Your intention therefore with My Worst Enemy was to confront the torturers in Iran with a kind of re-enactment of their actions to disturb them ? However, it seems your characters do not share your point of view, in the same way that your film does not reveal such optimism.
What I constantly seek to do is to create a bond and initiate a relationship. Now that I live far from Iran, my main way of interacting with these people is to make films in which I give them an existence and to address these films to them so they may recognise themselves. My aim with this film is for it to be seen by the interrogators and torturers working for the Iranian regime. How could it affect them ? I don’t know. They may never change. I don’t know what goes on in their minds. I only know what goes on in my mind which makes me think that other people, whoever they are, must have a conscience, as I do, and that they are also affected by conflicting feelings. They too, suffer from a form of cowardice, deceitfulness, and perversity. If I can succeed in grasping my own contradictions, I can give them the chance of discovering their own.
This is my view, but I know that few people share it. Even the people I film don’t believe it. My films are not there to prove I’m right but rather to raise questions and bring to light different paradoxes. Each spectator, each character, interpret my ideas in their own way and if they disagree with me, that’s completely fine. I don’t seek to be right, neither in my films nor when I discuss ideas. I accept being contradicted, being destabilised by the characters in my films. I think in my films that’s what I’m best at : getting people to question themsleves.

Let’s talk about Zar Amir Ebrahimi : she is a key figure in many sequences in the film. How did you come to give her this role?
Zar plays an essential role in My Worst Enemy. However, this was not the initial plan. As you can see at the beginning of the film, I meet several former Iranian political prisoners, mainly men, with the aim of choosing one who would be willing to interrogate me in front of the camera. Among the refugees I met, Zar was one who had undergone very painful and lengthy daily interrogations during more than a year, without being imprisoned. At the end of each day of interrogation, she was allowed to go home.
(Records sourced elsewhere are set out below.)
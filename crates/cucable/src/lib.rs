//! Cucable: parallel runner generation for Gherkin suites.
//!
//! The [`generate`] entry point splits the configured source features into
//! one feature file per scenario, groups the generated features into
//! runners, and renders each runner from the configured template.
//! [`config::Settings`] carries every option and [`logging::init_logging`]
//! installs the `tracing` subscriber used by the binary.

pub mod config;
pub mod error;
mod generate;
pub mod logging;

pub use generate::{GenerationReport, MULTI_RUNNER_PREFIX, generate};
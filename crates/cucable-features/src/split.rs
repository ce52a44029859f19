//! Splitting one feature file into per-scenario feature files.

use gherkin::GherkinEnv;
use tracing::debug;

use crate::errors::SplitError;
use crate::scenario::{ConcreteScenario, ConcreteStep, expand_scenario};
use crate::tags::{is_excluded, merge_tag_sets};
use crate::writer::{FeatureHeader, write_feature};

/// Controls which scenarios are emitted and how often.
#[derive(Clone, Debug, PartialEq, Eq)]
pub struct SplitOptions {
    line: Option<usize>,
    exclude_tags: Vec<String>,
    number_of_test_runs: u32,
}

impl Default for SplitOptions {
    fn default() -> Self {
        Self {
            line: None,
            exclude_tags: Vec::new(),
            number_of_test_runs: 1,
        }
    }
}

impl SplitOptions {
    /// Keeps only the scenario declared on `line` (one-based).
    #[must_use]
    pub const fn with_line(mut self, line: Option<usize>) -> Self {
        self.line = line;
        self
    }

    /// Skips scenarios carrying any of `tags`.
    #[must_use]
    pub fn with_exclude_tags(mut self, tags: Vec<String>) -> Self {
        self.exclude_tags = tags;
        self
    }

    /// Emits every kept scenario `runs` times.
    #[must_use]
    pub const fn with_number_of_test_runs(mut self, runs: u32) -> Self {
        self.number_of_test_runs = runs;
        self
    }

    /// Returns the requested scenario line.
    #[must_use]
    pub const fn line(&self) -> Option<usize> {
        self.line
    }

    /// Returns the excluded tags.
    #[must_use]
    pub fn exclude_tags(&self) -> &[String] {
        &self.exclude_tags
    }

    /// Returns how often each scenario is emitted.
    #[must_use]
    pub const fn number_of_test_runs(&self) -> u32 {
        self.number_of_test_runs
    }
}

/// A feature file holding exactly one scenario.
#[derive(Clone, Debug, PartialEq, Eq)]
pub struct GeneratedFeature {
    name: String,
    content: String,
}

impl GeneratedFeature {
    /// Returns the file stem, also used as the runner name.
    #[must_use]
    pub fn name(&self) -> &str {
        &self.name
    }

    /// Returns the Gherkin text.
    #[must_use]
    pub fn content(&self) -> &str {
        &self.content
    }

    /// Returns the file name including the `.feature` extension.
    #[must_use]
    pub fn file_name(&self) -> String {
        format!("{}.feature", self.name)
    }
}

/// Builds the generated name for one scenario run.
///
/// # Examples
///
/// ```
/// use cucable_features::generated_feature_name;
///
/// assert_eq!(generated_feature_name("Login", 3, 1), "Login_scenario003_run001_IT");
/// ```
#[must_use]
pub fn generated_feature_name(feature_stem: &str, scenario: usize, run: u32) -> String {
    format!("{feature_stem}_scenario{scenario:03}_run{run:03}_IT")
}

/// Splits feature text into one generated feature per scenario and run.
///
/// Scenarios keep their source order. Outline rows count as separate
/// scenarios, and numbering covers only the scenarios that survive the line
/// and tag filters.
///
/// # Errors
///
/// Returns [`SplitError::Parse`] when `text` is not valid Gherkin and
/// [`SplitError::LineNotFound`] when a line filter matches no scenario.
pub fn split_feature(
    feature_stem: &str,
    text: &str,
    options: &SplitOptions,
) -> Result<Vec<GeneratedFeature>, SplitError> {
    let mut text = text.to_owned();
    normalise_trailing_newline(&mut text);
    let feature =
        gherkin::Feature::parse(&text, GherkinEnv::default()).map_err(|source| {
            SplitError::Parse {
                feature: feature_stem.to_owned(),
                source,
            }
        })?;

    let header = FeatureHeader {
        tags: merge_tag_sets(&[], &feature.tags),
        keyword: feature.keyword.trim().to_owned(),
        name: feature.name.clone(),
        description: feature.description.clone(),
    };

    let mut scenarios = collect_scenarios(&feature);
    if let Some(line) = options.line {
        scenarios.retain(|scenario| scenario.line == line);
        if scenarios.is_empty() {
            return Err(SplitError::LineNotFound {
                feature: feature_stem.to_owned(),
                line,
            });
        }
    }
    scenarios.retain(|scenario| {
        let effective = merge_tag_sets(&header.tags, &scenario.tags);
        let excluded = is_excluded(&effective, &options.exclude_tags);
        if excluded {
            debug!(feature = feature_stem, scenario = %scenario.name, "skipping excluded scenario");
        }
        !excluded
    });

    let mut generated = Vec::new();
    for (index, scenario) in scenarios.iter().enumerate() {
        let content = write_feature(&header, scenario);
        for run in 1..=options.number_of_test_runs {
            generated.push(GeneratedFeature {
                name: generated_feature_name(feature_stem, index + 1, run),
                content: content.clone(),
            });
        }
    }
    Ok(generated)
}

fn collect_scenarios(feature: &gherkin::Feature) -> Vec<ConcreteScenario> {
    let background = background_steps(feature.background.as_ref());
    let mut scenarios: Vec<ConcreteScenario> = feature
        .scenarios
        .iter()
        .flat_map(|scenario| expand_scenario(scenario, &background, &[]))
        .collect();

    for rule in &feature.rules {
        let mut rule_background = background.clone();
        rule_background.extend(background_steps(rule.background.as_ref()));
        let rule_tags = merge_tag_sets(&[], &rule.tags);
        scenarios.extend(
            rule.scenarios
                .iter()
                .flat_map(|scenario| expand_scenario(scenario, &rule_background, &rule_tags)),
        );
    }

    scenarios.sort_by_key(|scenario| scenario.line);
    scenarios
}

fn background_steps(background: Option<&gherkin::Background>) -> Vec<ConcreteStep> {
    background
        .map(|bg| bg.steps.iter().map(ConcreteStep::from).collect())
        .unwrap_or_default()
}

fn normalise_trailing_newline(text: &mut String) {
    if !text.ends_with('\n') {
        text.push('\n');
    }
}

#[cfg(test)]
#[expect(
    clippy::expect_used,
    reason = "tests require explicit panic messages for debugging failures"
)]
mod tests {
    use super::*;

    const TWO_SCENARIOS: &str = "Feature: Login\n\
\n\
\x20 Scenario: good password\n\
\x20   Given a user\n\
\n\
\x20 @wip\n\
\x20 Scenario: bad password\n\
\x20   Given a user";

    #[test]
    fn names_each_scenario_and_run() {
        let options = SplitOptions::default().with_number_of_test_runs(2);
        let generated = split_feature("Login", TWO_SCENARIOS, &options).expect("split");
        let names: Vec<&str> = generated.iter().map(GeneratedFeature::name).collect();
        assert_eq!(
            names,
            [
                "Login_scenario001_run001_IT",
                "Login_scenario001_run002_IT",
                "Login_scenario002_run001_IT",
                "Login_scenario002_run002_IT",
            ]
        );
    }

    #[test]
    fn excluded_scenarios_are_skipped_before_numbering() {
        let options = SplitOptions::default().with_exclude_tags(vec!["@wip".to_owned()]);
        let generated = split_feature("Login", TWO_SCENARIOS, &options).expect("split");
        assert_eq!(generated.len(), 1);
        let only = generated.first().expect("one feature");
        assert_eq!(only.name(), "Login_scenario001_run001_IT");
        assert!(only.content().contains("Scenario: good password"));
    }

    #[test]
    fn unknown_line_is_reported() {
        let options = SplitOptions::default().with_line(Some(999));
        let err = split_feature("Login", TWO_SCENARIOS, &options).expect_err("no scenario");
        assert!(matches!(err, SplitError::LineNotFound { line: 999, .. }));
    }

    #[test]
    fn invalid_gherkin_is_a_parse_error() {
        let err = split_feature("Broken", "this is not gherkin\n", &SplitOptions::default())
            .expect_err("parse error");
        assert!(matches!(err, SplitError::Parse { .. }));
    }
}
It was during the shooting that I realised her acting skills enabled her to overcome the psychological problems that could be brought about by the role I was asking her to play. Moreover, my films, to each their own degree, all have an introspective dimension to them. Each time, I am led to being self-critical and to calling myself into question in front of the camera. Zar pushed me in that direction by referring to the total power of the director and what he puts his characters through to achieve his ends. These questions are important in my filmmaking and Zar was astute enough to understand this and was able to destabilise me.
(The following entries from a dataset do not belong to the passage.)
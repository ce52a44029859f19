//! Template classification and class-template rewriting.
//!
//! A template is either a generic text file carrying the runner and feature
//! placeholders, or an existing runner class whose declared type is renamed
//! to the generated runner. The kind is decided once from the template's
//! structure; file extensions play no part.

use std::sync::LazyLock;

use regex::{Captures, Regex};

use crate::RUNNER_PLACEHOLDER;
use crate::errors::Malformation;

/// Matches a type declaration line and captures the declared name, which is
/// either an identifier or the runner placeholder.
static TYPE_DECLARATION: LazyLock<Option<Regex>> = LazyLock::new(|| {
    Regex::new(&format!(
        r"(?m)^[ \t]*(?:@[A-Za-z_][\w.]*(?:\([^)\n]*\))?[ \t]+)*(?:(?:public|protected|private|abstract|final|static|sealed|open|internal|data|strictfp)[ \t]+)*(?:class|interface|enum|record|object)[ \t]+({}|[A-Za-z_$][\w$]*)",
        regex::escape(RUNNER_PLACEHOLDER)
    ))
    .ok()
});

static IDENTIFIER: LazyLock<Option<Regex>> =
    LazyLock::new(|| Regex::new(r"[\w$]+").ok());

/// Matches a whole package declaration, leaving the line break in place.
static PACKAGE_DECLARATION: LazyLock<Option<Regex>> =
    LazyLock::new(|| Regex::new(r"(?m)^[ \t]*package[ \t]+[A-Za-z_][\w.]*[ \t]*;?[ \t]*").ok());

static IMPORT_DECLARATION: LazyLock<Option<Regex>> =
    LazyLock::new(|| Regex::new(r"(?m)^[ \t]*import[ \t]+\S").ok());

/// The two shapes of runner template.
#[derive(Clone, Debug, PartialEq, Eq)]
pub enum TemplateKind {
    /// A text template addressed only through placeholders.
    Generic,
    /// An existing runner class used as the template.
    Class(ClassTemplate),
}

impl TemplateKind {
    /// Classifies template text.
    ///
    /// # Examples
    ///
    /// ```
    /// use cucable_runner::TemplateKind;
    ///
    /// let generic = TemplateKind::detect("public class [CUCABLE:RUNNER] {}\n");
    /// assert_eq!(generic, TemplateKind::Generic);
    ///
    /// let class = TemplateKind::detect("package a;\npublic class MyRunner {}\n");
    /// assert!(matches!(class, TemplateKind::Class(ref c) if c.type_name() == "MyRunner"));
    /// ```
    #[must_use]
    pub fn detect(text: &str) -> Self {
        declared_type_name(text).map_or(Self::Generic, |type_name| {
            Self::Class(ClassTemplate {
                type_name: type_name.to_owned(),
            })
        })
    }
}

/// Returns the first declared type name, or `None` when no declaration
/// exists or any declaration is named by the runner placeholder.
fn declared_type_name(text: &str) -> Option<&str> {
    let regex = TYPE_DECLARATION.as_ref()?;
    let names: Vec<&str> = regex
        .captures_iter(text)
        .filter_map(|caps| caps.get(1))
        .map(|name| name.as_str())
        .collect();
    if names.contains(&RUNNER_PLACEHOLDER) {
        return None;
    }
    names.first().copied()
}

/// An existing runner class reused as a template.
#[derive(Clone, Debug, PartialEq, Eq)]
pub struct ClassTemplate {
    type_name: String,
}

impl ClassTemplate {
    /// Returns the type name declared by the template.
    #[must_use]
    pub fn type_name(&self) -> &str {
        &self.type_name
    }

    /// Renames the declared type to `target_name` and, unless asked to keep
    /// them, blanks package declarations.
    ///
    /// Anything before the first package declaration is blanked, keeping its
    /// line breaks. The old type name is replaced wherever it appears as a
    /// whole identifier outside import lines; longer identifiers that merely
    /// contain it are kept. A template without package or import lines is
    /// reported as a [`Malformation`] alongside the best-effort rewrite.
    pub(crate) fn rewrite(
        &self,
        text: &str,
        target_name: &str,
        keep_package_declarations: bool,
    ) -> (String, Option<Malformation>) {
        let malformation = (!has_package_or_imports(text)).then(|| {
            Malformation::MissingPackageOrImports {
                type_name: self.type_name.clone(),
            }
        });

        let renamed = self.rename(&blank_leading_boilerplate(text), target_name);
        let rewritten = if keep_package_declarations {
            renamed
        } else {
            strip_package_declarations(&renamed)
        };
        (rewritten, malformation)
    }

    fn rename(&self, text: &str, target_name: &str) -> String {
        let Some(identifier) = IDENTIFIER.as_ref() else {
            return text.replace(&self.type_name, target_name);
        };
        text.split_inclusive('\n')
            .map(|line| {
                if line.trim_start().starts_with("import ") {
                    return line.to_owned();
                }
                identifier
                    .replace_all(line, |caps: &Captures<'_>| {
                        let token = caps.get(0).map_or("", |m| m.as_str());
                        if token == self.type_name {
                            target_name.to_owned()
                        } else {
                            token.to_owned()
                        }
                    })
                    .into_owned()
            })
            .collect()
    }
}

/// Replaces everything before the first package declaration with its line
/// breaks.
fn blank_leading_boilerplate(text: &str) -> String {
    let start = PACKAGE_DECLARATION
        .as_ref()
        .and_then(|regex| regex.find(text))
        .map_or(0, |found| found.start());
    let (Some(head), Some(rest)) = (text.get(..start), text.get(start..)) else {
        return text.to_owned();
    };
    let mut out: String = head.chars().filter(|c| *c == '\n').collect();
    out.push_str(rest);
    out
}

fn has_package_or_imports(text: &str) -> bool {
    [&*PACKAGE_DECLARATION, &*IMPORT_DECLARATION]
        .into_iter()
        .flatten()
        .any(|regex| regex.is_match(text))
}

fn strip_package_declarations(text: &str) -> String {
    match PACKAGE_DECLARATION.as_ref() {
        Some(regex) => regex.replace_all(text, "").into_owned(),
        None => text.to_owned(),
    }
}

#[cfg(test)]
mod tests {
    use rstest::rstest;

    use super::*;

    #[rstest]
    #[case::placeholder_class("package parallel;\npublic class [CUCABLE:RUNNER] {\n}\n")]
    #[case::no_declaration("features = {\"[CUCABLE:FEATURE]\"}\n")]
    #[case::prose_mentioning_class("// this class runs the suite\n")]
    #[case::empty("")]
    #[case::nested_type(
        "package parallel;\nimport x.Y;\npublic class [CUCABLE:RUNNER] {\n    static class Hooks {}\n}\n"
    )]
    fn generic_templates_are_detected(#[case] text: &str) {
        assert_eq!(TemplateKind::detect(text), TemplateKind::Generic);
    }

    #[rstest]
    #[case::java("package a;\n\npublic class MyClass {\n}\n", "MyClass")]
    #[case::annotated("@RunWith(Cucumber.class) public final class Runner {}\n", "Runner")]
    #[case::kotlin("package a\n\nclass KotlinRunner\n", "KotlinRunner")]
    #[case::interface("interface Marker {}\n", "Marker")]
    fn class_templates_capture_type_name(#[case] text: &str, #[case] expected: &str) {
        let TemplateKind::Class(class) = TemplateKind::detect(text) else {
            panic!("expected a class template for {text:?}");
        };
        assert_eq!(class.type_name(), expected);
    }

    #[test]
    fn rewrite_renames_type_and_blanks_packages() {
        let class = ClassTemplate {
            type_name: "MyClass".to_owned(),
        };
        let text = "package parallel;\n\npackage some.package;\nimport a.B;\n\
                    public class MyClass {\n    MyClass() {}\n}\n";
        let (rewritten, malformation) = class.rewrite(text, "RunnerClass", false);
        assert_eq!(
            rewritten,
            "\n\n\nimport a.B;\npublic class RunnerClass {\n    RunnerClass() {}\n}\n"
        );
        assert_eq!(malformation, None);
    }

    #[test]
    fn rewrite_can_keep_package_declarations() {
        let class = ClassTemplate {
            type_name: "MyClass".to_owned(),
        };
        let text = "package parallel;\nimport a.B;\nclass MyClass {}\n";
        let (rewritten, _) = class.rewrite(text, "Runner", true);
        assert_eq!(rewritten, "package parallel;\nimport a.B;\nclass Runner {}\n");
    }

    #[test]
    fn rewrite_flags_missing_package_and_imports() {
        let class = ClassTemplate {
            type_name: "Lonely".to_owned(),
        };
        let (rewritten, malformation) = class.rewrite("class Lonely {}\n", "Runner", false);
        assert_eq!(rewritten, "class Runner {}\n");
        assert_eq!(
            malformation,
            Some(Malformation::MissingPackageOrImports {
                type_name: "Lonely".to_owned()
            })
        );
    }

    #[test]
    fn rewrite_keeps_imports_and_longer_identifiers() {
        let class = ClassTemplate {
            type_name: "ParallelRunner".to_owned(),
        };
        let text = "package a;\nimport org.example.ParallelRunnerBase;\n\
                    public class ParallelRunner extends ParallelRunnerBase {\n\
                    \x20   ParallelRunner() {}\n}\n";
        let (rewritten, _) = class.rewrite(text, "Login_IT", false);
        assert_eq!(
            rewritten,
            "\nimport org.example.ParallelRunnerBase;\n\
             public class Login_IT extends ParallelRunnerBase {\n\
             \x20   Login_IT() {}\n}\n"
        );
    }

    #[test]
    fn rewrite_blanks_boilerplate_before_package() {
        let class = ClassTemplate {
            type_name: "MyClass".to_owned(),
        };
        let text = "/* Copyright MyClass authors */\n// header\npackage a;\nimport x.Y;\n\
                    public class MyClass {\n}\n";
        let (rewritten, _) = class.rewrite(text, "Runner", false);
        assert_eq!(rewritten, "\n\n\nimport x.Y;\npublic class Runner {\n}\n");

        let (kept, _) = class.rewrite(text, "Runner", true);
        assert_eq!(kept, "\n\npackage a;\nimport x.Y;\npublic class Runner {\n}\n");
    }
}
That’s true, we end up in a situation where the spectators doubt what they’re seeing is true. The limits between reality and fiction are blurred and we wonder whether what we are seeing is improvised. That’s the sign of a special form of documentary, and I would like to ask you about the creative process and what it managed to produce.
Two days of interrogation by Zar produced approximately twenty hours of footage. The director of photography, Patrick Tresch, filmed two hour long shots without interrupting us. Nothing had been written even though Zar had investigated me and prepared questions I didn’t know about. But you spoke about doubt : it is precisely the emergence of these doubts that is at the heart of the film. We no longer know what’s being acted out or what’s real. Is it Zar the individual speaking or is it Zar the actor? I have the impression that I am a documentary character, that Zar is a fictional character, and that reality gradually catches up with her drawing her into the documentary. But the doubts also reside elsewhere : who is the torturer in this story? Is it her or me? Zar interrogates me, but I’m the one torturing her. The beauty of documentary is that it doesn’t necessarily lead to where you imagine it will when you write it, and that’s just even better.